D. Maria

Por Oscar Marques Schild | 08/04/2007 | Adm

Por mais que tente escrever alegrias, sempre voltam os momentos tristes do passado porque eles foram marcantes e por outro lado, ensinaram-me a valorizar o pouco, transformando este pouco em muito.

Meus pais tinham um mercado e na época da Páscoa era uma correria porque raros eram os supermercados e mesmo não tendo a variedade que hoje encontramos, eles vendiam bacalhau norueguês e muitos ovos e enormes coelhos de páscoa.

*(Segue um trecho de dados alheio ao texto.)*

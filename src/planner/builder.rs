//! Global problem assembly.

use crate::core_api::CoreApi;
use crate::devices::{self, EnabledKinds, ExclusivityGuard, PlannedSeries};
use crate::domain::{Horizon, ThermalModel, TimeSeries};
use crate::error::ControlError;
use good_lp::{constraint, Constraint, Expression, ProblemVariables};
use tracing::info;

pub const NON_CONTROLLABLE_VARIABLE: &str = "non-controllable-loads";

/// The assembled optimization problem, ready to solve.
pub struct BuiltPlan {
    pub horizon: Horizon,
    pub vars: ProblemVariables,
    pub objective: Expression,
    pub constraints: Vec<Constraint>,
    pub series: Vec<PlannedSeries>,
    pub guards: Vec<ExclusivityGuard>,
    /// Net grid exchange per step, kW.
    pub net_kw: Vec<Expression>,
    pub price: Vec<f64>,
    pub limit_kw: Vec<f64>,
    pub non_controllable_kw: Vec<f64>,
    pub model_count: usize,
    pub has_binaries: bool,
}

impl std::fmt::Debug for BuiltPlan {
    fn fmt(&self, f: &mut std::fmt::Formatter<'_>) -> std::fmt::Result {
        f.debug_struct("BuiltPlan")
            .field("horizon", &self.horizon)
            .field("objective", &self.objective)
            .field("constraints", &self.constraints)
            .field("series", &self.series)
            .field("guards", &self.guards)
            .field("net_kw", &self.net_kw)
            .field("price", &self.price)
            .field("limit_kw", &self.limit_kw)
            .field("non_controllable_kw", &self.non_controllable_kw)
            .field("model_count", &self.model_count)
            .field("has_binaries", &self.has_binaries)
            .finish()
    }
}

/// Build the global program:
///
/// 1. validate the horizon alignment of the request profiles,
/// 2. fetch the non-controllable load forecast,
/// 3. collect objective terms, constraints and dispatch expressions from
///    every enabled sub-model,
/// 4. form the net exchange, the per-step grid-limit constraints and the
///    energy cost,
/// 5. sum cost and comfort into the objective.
pub async fn build(
    api: &dyn CoreApi,
    horizon: &Horizon,
    price_profile: &TimeSeries,
    power_limit: &TimeSeries,
    enabled: &EnabledKinds,
    thermal: Option<&ThermalModel>,
) -> Result<BuiltPlan, ControlError> {
    let n = horizon.steps();
    let dt = horizon.dt_hours();

    // The request must carry aligned profiles; a gap is a bad request,
    // not missing upstream data.
    let price = price_profile
        .dense(horizon, "price profile")
        .map_err(|e| ControlError::HorizonInvalid(e.to_string()))?;
    let limit_kw = power_limit
        .dense(horizon, "power limit")
        .map_err(|e| ControlError::HorizonInvalid(e.to_string()))?;

    let non_controllable_kw = api
        .non_controllable_forecast(NON_CONTROLLABLE_VARIABLE, horizon.start, horizon.stop)
        .await?
        .dense(horizon, "non-controllable load forecast")?;

    let inventory = api.devices().await?;
    let models = devices::retrieve_models(api, &inventory, horizon, enabled, thermal).await?;

    let mut vars = ProblemVariables::new();
    let mut constraints = Vec::new();
    let mut comfort = Expression::from_other_affine(0.0);
    let mut series = Vec::new();
    let mut guards = Vec::new();
    let mut has_binaries = false;
    let mut net_kw: Vec<Expression> = non_controllable_kw
        .iter()
        .map(|su| Expression::from_other_affine(*su))
        .collect();

    let model_count = models.len();
    for model in &models {
        info!(kind = model.kind().as_str(), "formulating device sub-model");
        let formulation = model.formulate(horizon, &mut vars)?;
        comfort += formulation.comfort;
        constraints.extend(formulation.constraints);
        series.extend(formulation.series);
        guards.extend(formulation.guards);
        has_binaries |= formulation.has_binaries;
        for (k, dispatch) in formulation.dispatch_kw.into_iter().enumerate() {
            net_kw[k] += dispatch;
        }
    }

    for k in 0..n {
        constraints.push(constraint!(net_kw[k].clone() <= limit_kw[k]));
    }

    let mut cost = Expression::from_other_affine(0.0);
    for k in 0..n {
        cost += (price[k] * dt) * net_kw[k].clone();
    }
    let objective = cost + comfort;

    info!(
        steps = n,
        models = model_count,
        mixed_integer = has_binaries,
        "global problem assembled"
    );

    Ok(BuiltPlan {
        horizon: *horizon,
        vars,
        objective,
        constraints,
        series,
        guards,
        net_kw,
        price,
        limit_kw,
        non_controllable_kw,
        model_count,
        has_binaries,
    })
}

#[cfg(test)]
mod tests {
    use super::*;
    use crate::domain::Device;
    use async_trait::async_trait;
    use chrono::{DateTime, Duration, TimeZone, Utc};

    /// Minimal fake: no devices, configurable forecast availability.
    struct EmptyInventoryApi {
        forecast: Option<TimeSeries>,
    }

    #[async_trait]
    impl CoreApi for EmptyInventoryApi {
        async fn devices(&self) -> Result<Vec<Device>, ControlError> {
            Ok(Vec::new())
        }
        async fn device_state(&self, _: &str, _: Option<&str>) -> Result<f64, ControlError> {
            Err(ControlError::DataUnavailable("no state".into()))
        }
        async fn building_consumption(&self) -> Result<f64, ControlError> {
            Err(ControlError::DataUnavailable("no meter".into()))
        }
        async fn preferences(
            &self,
            _: &str,
            _: &str,
            _: DateTime<Utc>,
            _: DateTime<Utc>,
        ) -> Result<TimeSeries, ControlError> {
            Err(ControlError::DataUnavailable("no preferences".into()))
        }
        async fn historic(
            &self,
            _: &str,
            _: DateTime<Utc>,
            _: DateTime<Utc>,
            _: Option<&str>,
        ) -> Result<TimeSeries, ControlError> {
            Err(ControlError::DataUnavailable("no historic".into()))
        }
        async fn weather(
            &self,
            _: crate::core_api::WeatherScope,
            _: &str,
            _: DateTime<Utc>,
            _: DateTime<Utc>,
        ) -> Result<TimeSeries, ControlError> {
            Err(ControlError::DataUnavailable("no weather".into()))
        }
        async fn non_controllable_forecast(
            &self,
            _: &str,
            _: DateTime<Utc>,
            _: DateTime<Utc>,
        ) -> Result<TimeSeries, ControlError> {
            self.forecast
                .clone()
                .ok_or_else(|| ControlError::DataUnavailable("forecast down".into()))
        }
        async fn post_setpoint(&self, _: &str, _: f64) -> Result<(), ControlError> {
            Ok(())
        }
        async fn post_schedule(&self, _: i64, _: &serde_json::Value) -> Result<(), ControlError> {
            Ok(())
        }
    }

    fn t0() -> DateTime<Utc> {
        Utc.with_ymd_and_hms(2025, 5, 26, 19, 0, 0).unwrap()
    }

    fn grid_series(horizon: &Horizon, value: f64) -> TimeSeries {
        TimeSeries::on_grid(horizon, &vec![value; horizon.steps()])
    }

    #[tokio::test]
    async fn missing_forecast_fails_with_data_unavailable() {
        let horizon = Horizon::new(t0(), t0() + Duration::minutes(10), 10).unwrap();
        let api = EmptyInventoryApi { forecast: None };
        let err = build(
            &api,
            &horizon,
            &grid_series(&horizon, 0.1),
            &grid_series(&horizon, 10.0),
            &EnabledKinds::all(),
            None,
        )
        .await
        .unwrap_err();
        assert_eq!(err.kind(), "DATA_UNAVAILABLE");
    }

    #[tokio::test]
    async fn misaligned_price_profile_is_a_horizon_error() {
        let horizon = Horizon::new(t0(), t0() + Duration::minutes(20), 10).unwrap();
        let api = EmptyInventoryApi {
            forecast: Some(grid_series(&horizon, 2.0)),
        };
        let sparse_price = TimeSeries::from_points([(t0(), 0.1)]);
        let err = build(
            &api,
            &horizon,
            &sparse_price,
            &grid_series(&horizon, 10.0),
            &EnabledKinds::all(),
            None,
        )
        .await
        .unwrap_err();
        assert_eq!(err.kind(), "HORIZON_INVALID");
    }

    #[tokio::test]
    async fn zero_devices_builds_a_constant_plan() {
        let horizon = Horizon::new(t0(), t0() + Duration::minutes(20), 10).unwrap();
        let api = EmptyInventoryApi {
            forecast: Some(grid_series(&horizon, 2.0)),
        };
        let plan = build(
            &api,
            &horizon,
            &grid_series(&horizon, 0.1),
            &grid_series(&horizon, 10.0),
            &EnabledKinds::all(),
            None,
        )
        .await
        .unwrap();
        assert_eq!(plan.model_count, 0);
        assert_eq!(plan.non_controllable_kw, vec![2.0, 2.0]);
        assert!(plan.series.is_empty());
    }
}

Infelizmente naquela época meus pais não tinham a noção de custos como hoje se tem e sempre sobravam às partes mais finas dos bacalhaus e estas eram saboreadas em pratos magníficos que minha mãe fazia. Já na manhã de domingo, a ansiedade tomava conta de todos nós com a expectativa de receber ovos e coelhos de chocolate, mas logo vinha a notícia que os clientes ao manusearem os mesmos, acabavam amassando e os amassados seriam a nossa páscoa.

Passado os primeiros momentos de decepção, vinha a mãe com uma enorme lata cheia de pedaços de chocolates, os quais podiam ser vistos através de um vidro redondo em um dos lados. Ficávamos babando pelos cacos e a decepção fugia entre a saliva que escorria de nossas bocas. Também pudera, cinema de chocolate.

Certa Páscoa fui convidado a ir à casa da D. Maria, uma doceira de mão cheia que fabricava artesanalmente ovos de açúcar, mesmo que eu não gostasse deles. Ao chegar a casa dela, fui presenteado com um enorme ovo de açúcar e perguntei o motivo; ela disse que era devido a um favor que tinha feito. Não recordo mais deste favor, mas estou vendo a D. Maria, sua casa, o ovo de açúcar, um enorme ovo. E não esqueço o retorno a casa, sorriso rasgando o rosto, mãos firmes abraçando o enorme ovo.

Ficou a imagem da páscoa com ovos e coelhos quebrados, do ovo de açúcar e do esforço que meus pais tinham em manter os 4 filhos e nesta, sexta-feira santa, uma vizinha também doceira ao mostrar os ovos de páscoa de chocolate que fazia, comentou do seu tempo de guria onde prevaleciam os ovos de açúcar, levando-me a D. Maria.

Hoje o sentido da Páscoa, para mim, é diferente e nele presencio Jesus, um grande espírito, da maior elevação moral que esteve e está conosco, mostrando os melhores caminhos até o Pai. Páscoa é a prova que existem outras moradas e que aqui, é uma escola preparatória à nossa evolução. Gosto sim de chocolates, como minha família gosta, mas primeiro o significado, depois a sobremesa.

Que esta Páscoa seja a melhor de toda a sua vida; que o Cristo esteja sempre ao seu lado e que você pode sempre ser o menino que um dia, sem pedir, ganhou um ovo de açúcar. Se não ganhar, não chore e não se desespere, porque logo alguém lhe dará, mesmo que sejam ovos e coelhos quebrados, mas cujo significado seja de uma Grande Páscoa.

A crônica da D. Maria, para mim, tem um grande significado. Por ela consigo extravasar o lado ruim de muitas vezes receber os restos, a sobra e o estrago de clientes. Hoje, estas sobras, do bacalhau e dos ovos e coelhos de páscoa mostram a magnitude do gesto que meus pais faziam, para não deixar os filhos sem a lembrança material que os homens transformaram à Páscoa. Felizmente souberam agregar a páscoa das sobras o real significado da Páscoa Divina, da prova viva que a morte não termina com a evolução do espírito e que Deus, sabe sempre do que precisamos e na hora certa, coloca à mesa o suficiente para a nossa manutenção, apesar de sempre não percebermos o que acontece. Continuamos sempre exigindo o filé à sobra de bacalhau, apesar da sobra ser um produto caro; dos ovos enormes aos grandes coelhos apesar dos cacos terem o mesmo gosto e sabor.

Um dia mudaremos e mesmo sem sobras e pedaços, a Verdadeira Páscoa reinará em nossa vida, aconchegando o nosso coração e as mágoas e tristezas passadas deixarão de existir como dor, passando a fomentar a esperança da magnitude Divina nesta encarnação, bem como nas demais.